◆ What is needed
Return copies of the lines below that mention "numbers".
Data records below:
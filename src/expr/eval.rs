use std::collections::BTreeMap;

use super::format::format_template;
use super::parser::{BinaryOp, Expr, UnaryOp};
use super::{EvaluationContext, ExprError, MAX_CALL_DEPTH};
use crate::store::canonical_name;
use crate::value::Value;

/// Values visible to one evaluation: the current result row, the parameters
/// of the enclosing named function, and whether `&name(...)` calls are
/// permitted at this site.
#[derive(Debug, Clone, Copy, Default)]
pub struct Bindings<'a> {
    row: Option<&'a BTreeMap<String, Value>>,
    params: Option<&'a BTreeMap<String, Value>>,
    allow_functions: bool,
    depth: usize,
}

impl<'a> Bindings<'a> {
    pub fn empty() -> Self {
        Self::default()
    }

    /// Bindings for a curve value formula over one result row.
    pub fn for_row(row: &'a BTreeMap<String, Value>) -> Self {
        Self {
            row: Some(row),
            params: None,
            allow_functions: true,
            depth: 0,
        }
    }

    pub fn allow_functions(mut self, allow: bool) -> Self {
        self.allow_functions = allow;
        self
    }
}

pub fn evaluate(
    expr: &Expr,
    ctx: &EvaluationContext,
    bindings: &Bindings<'_>,
) -> Result<Value, ExprError> {
    match expr {
        Expr::Literal(value) => Ok(value.clone()),
        Expr::Column(name) => {
            let row = bindings.row.ok_or_else(|| {
                ExprError::NotAllowed(format!("column reference ${name} is not allowed here"))
            })?;
            let key = canonical_name(name).map_err(|_| ExprError::UnknownColumn(name.clone()))?;
            row.get(&key)
                .cloned()
                .ok_or_else(|| ExprError::UnknownColumn(name.clone()))
        }
        Expr::Env(name) => ctx
            .env(name)
            .map(Value::text)
            .ok_or_else(|| ExprError::UnknownVariable(name.clone())),
        Expr::Calc(name) => {
            let calculated = ctx
                .calculated(name)
                .ok_or_else(|| ExprError::UnknownCalculated(name.clone()))?;
            evaluate(calculated, ctx, &Bindings::empty())
        }
        Expr::Param(name) => bindings
            .params
            .and_then(|params| params.get(name))
            .cloned()
            .ok_or_else(|| ExprError::UnknownIdentifier(name.clone())),
        Expr::UserCall { name, args } => call_user_function(name, args, ctx, bindings),
        Expr::Call { name, args } => call_builtin(name, args, ctx, bindings),
        Expr::Unary { op, operand } => {
            let value = evaluate(operand, ctx, bindings)?;
            match op {
                UnaryOp::Not => Ok(Value::Bool(!value.is_truthy())),
                UnaryOp::Neg => match value {
                    Value::Null => Ok(Value::Null),
                    other => Ok(Value::Number(-require_number(&other, "unary '-'")?)),
                },
            }
        }
        Expr::Binary { op, left, right } => match op {
            BinaryOp::And => {
                let left = evaluate(left, ctx, bindings)?;
                if !left.is_truthy() {
                    return Ok(Value::Bool(false));
                }
                Ok(Value::Bool(evaluate(right, ctx, bindings)?.is_truthy()))
            }
            BinaryOp::Or => {
                let left = evaluate(left, ctx, bindings)?;
                if left.is_truthy() {
                    return Ok(Value::Bool(true));
                }
                Ok(Value::Bool(evaluate(right, ctx, bindings)?.is_truthy()))
            }
            _ => {
                let left = evaluate(left, ctx, bindings)?;
                let right = evaluate(right, ctx, bindings)?;
                apply_binary(*op, &left, &right)
            }
        },
    }
}

fn call_user_function(
    name: &str,
    args: &[Expr],
    ctx: &EvaluationContext,
    bindings: &Bindings<'_>,
) -> Result<Value, ExprError> {
    if !bindings.allow_functions {
        return Err(ExprError::NotAllowed(format!(
            "function &{name} may only be invoked from curve value formulas"
        )));
    }
    if bindings.depth >= MAX_CALL_DEPTH {
        return Err(ExprError::DepthExceeded(MAX_CALL_DEPTH));
    }

    let function = ctx
        .function(name)
        .ok_or_else(|| ExprError::UnknownFunction(name.to_string()))?;
    if function.params.len() != args.len() {
        return Err(ExprError::Arity {
            name: name.to_string(),
            expected: function.params.len(),
            found: args.len(),
        });
    }

    let mut params = BTreeMap::new();
    for (param, arg) in function.params.iter().zip(args) {
        params.insert(param.clone(), evaluate(arg, ctx, bindings)?);
    }

    let inner = Bindings {
        row: None,
        params: Some(&params),
        allow_functions: true,
        depth: bindings.depth + 1,
    };
    evaluate(&function.body, ctx, &inner)
}

fn call_builtin(
    name: &str,
    args: &[Expr],
    ctx: &EvaluationContext,
    bindings: &Bindings<'_>,
) -> Result<Value, ExprError> {
    // `if` evaluates only the selected branch.
    if name == "if" {
        expect_arity(name, args, 3)?;
        let condition = evaluate(&args[0], ctx, bindings)?;
        let branch = if condition.is_truthy() { &args[1] } else { &args[2] };
        return evaluate(branch, ctx, bindings);
    }

    let values = args
        .iter()
        .map(|arg| evaluate(arg, ctx, bindings))
        .collect::<Result<Vec<_>, _>>()?;

    match name {
        "abs" => unary_math(name, &values, f64::abs),
        "sqrt" => unary_math(name, &values, f64::sqrt),
        "exp" => unary_math(name, &values, f64::exp),
        "log" if values.len() == 2 => {
            binary_math(name, &values, |value, base| value.ln() / base.ln())
        }
        "log" => unary_math(name, &values, f64::ln),
        "log2" => unary_math(name, &values, f64::log2),
        "log10" => unary_math(name, &values, f64::log10),
        "floor" => unary_math(name, &values, f64::floor),
        "ceil" => unary_math(name, &values, f64::ceil),
        "int" => unary_math(name, &values, f64::trunc),
        "float" => unary_math(name, &values, |value| value),
        "pow" => binary_math(name, &values, f64::powf),
        "mod" => binary_math(name, &values, |left, right| {
            if right == 0.0 { f64::NAN } else { left % right }
        }),
        "round" if values.len() == 2 => binary_math(name, &values, |value, digits| {
            let factor = 10_f64.powi(digits as i32);
            (value * factor).round() / factor
        }),
        "round" => unary_math(name, &values, f64::round),
        "min" | "max" => {
            if values.is_empty() {
                return Err(ExprError::Arity {
                    name: name.to_string(),
                    expected: 1,
                    found: 0,
                });
            }
            let mut numbers = Vec::with_capacity(values.len());
            for value in values.iter().filter(|value| !value.is_null()) {
                numbers.push(require_number(value, name)?);
            }
            let picked = if name == "min" {
                numbers.into_iter().reduce(f64::min)
            } else {
                numbers.into_iter().reduce(f64::max)
            };
            Ok(picked.map(Value::Number).unwrap_or(Value::Null))
        }
        "str" => {
            expect_arity(name, args, 1)?;
            Ok(Value::Text(values[0].to_string()))
        }
        "len" => {
            expect_arity(name, args, 1)?;
            Ok(Value::Number(values[0].to_string().chars().count() as f64))
        }
        "upper" => {
            expect_arity(name, args, 1)?;
            Ok(Value::Text(values[0].to_string().to_uppercase()))
        }
        "lower" => {
            expect_arity(name, args, 1)?;
            Ok(Value::Text(values[0].to_string().to_lowercase()))
        }
        "format" => {
            let Some((template, rest)) = values.split_first() else {
                return Err(ExprError::Arity {
                    name: name.to_string(),
                    expected: 1,
                    found: 0,
                });
            };
            Ok(Value::Text(format_template(&template.to_string(), rest)?))
        }
        _ => Err(ExprError::UnknownFunction(name.to_string())),
    }
}

fn expect_arity(name: &str, args: &[impl Sized], expected: usize) -> Result<(), ExprError> {
    if args.len() != expected {
        return Err(ExprError::Arity {
            name: name.to_string(),
            expected,
            found: args.len(),
        });
    }
    Ok(())
}

fn unary_math(name: &str, values: &[Value], op: impl Fn(f64) -> f64) -> Result<Value, ExprError> {
    expect_arity(name, values, 1)?;
    if values[0].is_null() {
        return Ok(Value::Null);
    }
    Ok(number_or_null(op(require_number(&values[0], name)?)))
}

fn binary_math(
    name: &str,
    values: &[Value],
    op: impl Fn(f64, f64) -> f64,
) -> Result<Value, ExprError> {
    expect_arity(name, values, 2)?;
    if values[0].is_null() || values[1].is_null() {
        return Ok(Value::Null);
    }
    let left = require_number(&values[0], name)?;
    let right = require_number(&values[1], name)?;
    Ok(number_or_null(op(left, right)))
}

fn number_or_null(value: f64) -> Value {
    if value.is_finite() {
        Value::Number(value)
    } else {
        Value::Null
    }
}

fn require_number(value: &Value, site: &str) -> Result<f64, ExprError> {
    value
        .as_number()
        .ok_or_else(|| ExprError::Type(format!("{site} expects a number, got '{value}'")))
}

fn apply_binary(op: BinaryOp, left: &Value, right: &Value) -> Result<Value, ExprError> {
    match op {
        BinaryOp::Eq => Ok(Value::Bool(compare(left, right) == Some(std::cmp::Ordering::Equal))),
        BinaryOp::Ne => Ok(Value::Bool(compare(left, right) != Some(std::cmp::Ordering::Equal))),
        BinaryOp::Lt => Ok(Value::Bool(compare(left, right).is_some_and(|o| o.is_lt()))),
        BinaryOp::Le => Ok(Value::Bool(compare(left, right).is_some_and(|o| o.is_le()))),
        BinaryOp::Gt => Ok(Value::Bool(compare(left, right).is_some_and(|o| o.is_gt()))),
        BinaryOp::Ge => Ok(Value::Bool(compare(left, right).is_some_and(|o| o.is_ge()))),
        BinaryOp::Add => {
            if left.is_null() || right.is_null() {
                return Ok(Value::Null);
            }
            match (left.as_number(), right.as_number()) {
                (Some(a), Some(b)) if !is_bool(left) && !is_bool(right) => {
                    Ok(number_or_null(a + b))
                }
                _ => Ok(Value::Text(format!("{left}{right}"))),
            }
        }
        BinaryOp::Sub | BinaryOp::Mul | BinaryOp::Div | BinaryOp::Pow => {
            if left.is_null() || right.is_null() {
                return Ok(Value::Null);
            }
            let a = require_number(left, "arithmetic")?;
            let b = require_number(right, "arithmetic")?;
            let result = match op {
                BinaryOp::Sub => a - b,
                BinaryOp::Mul => a * b,
                BinaryOp::Div if b == 0.0 => return Ok(Value::Null),
                BinaryOp::Div => a / b,
                _ => a.powf(b),
            };
            Ok(number_or_null(result))
        }
        BinaryOp::And => Ok(Value::Bool(left.is_truthy() && right.is_truthy())),
        BinaryOp::Or => Ok(Value::Bool(left.is_truthy() || right.is_truthy())),
    }
}

fn is_bool(value: &Value) -> bool {
    matches!(value, Value::Bool(_))
}

fn compare(left: &Value, right: &Value) -> Option<std::cmp::Ordering> {
    match (left, right) {
        (Value::Null, Value::Null) => Some(std::cmp::Ordering::Equal),
        (Value::Null, _) | (_, Value::Null) => None,
        _ => match (left.as_number(), right.as_number()) {
            (Some(a), Some(b)) => a.partial_cmp(&b),
            _ => Some(left.to_string().cmp(&right.to_string())),
        },
    }
}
End of Data records.
◆ Answer for this exercise
            let mut numbers = Vec::with_capacity(values.len());
                numbers.push(require_number(value, name)?);
                numbers.into_iter().reduce(f64::min)
                numbers.into_iter().reduce(f64::max)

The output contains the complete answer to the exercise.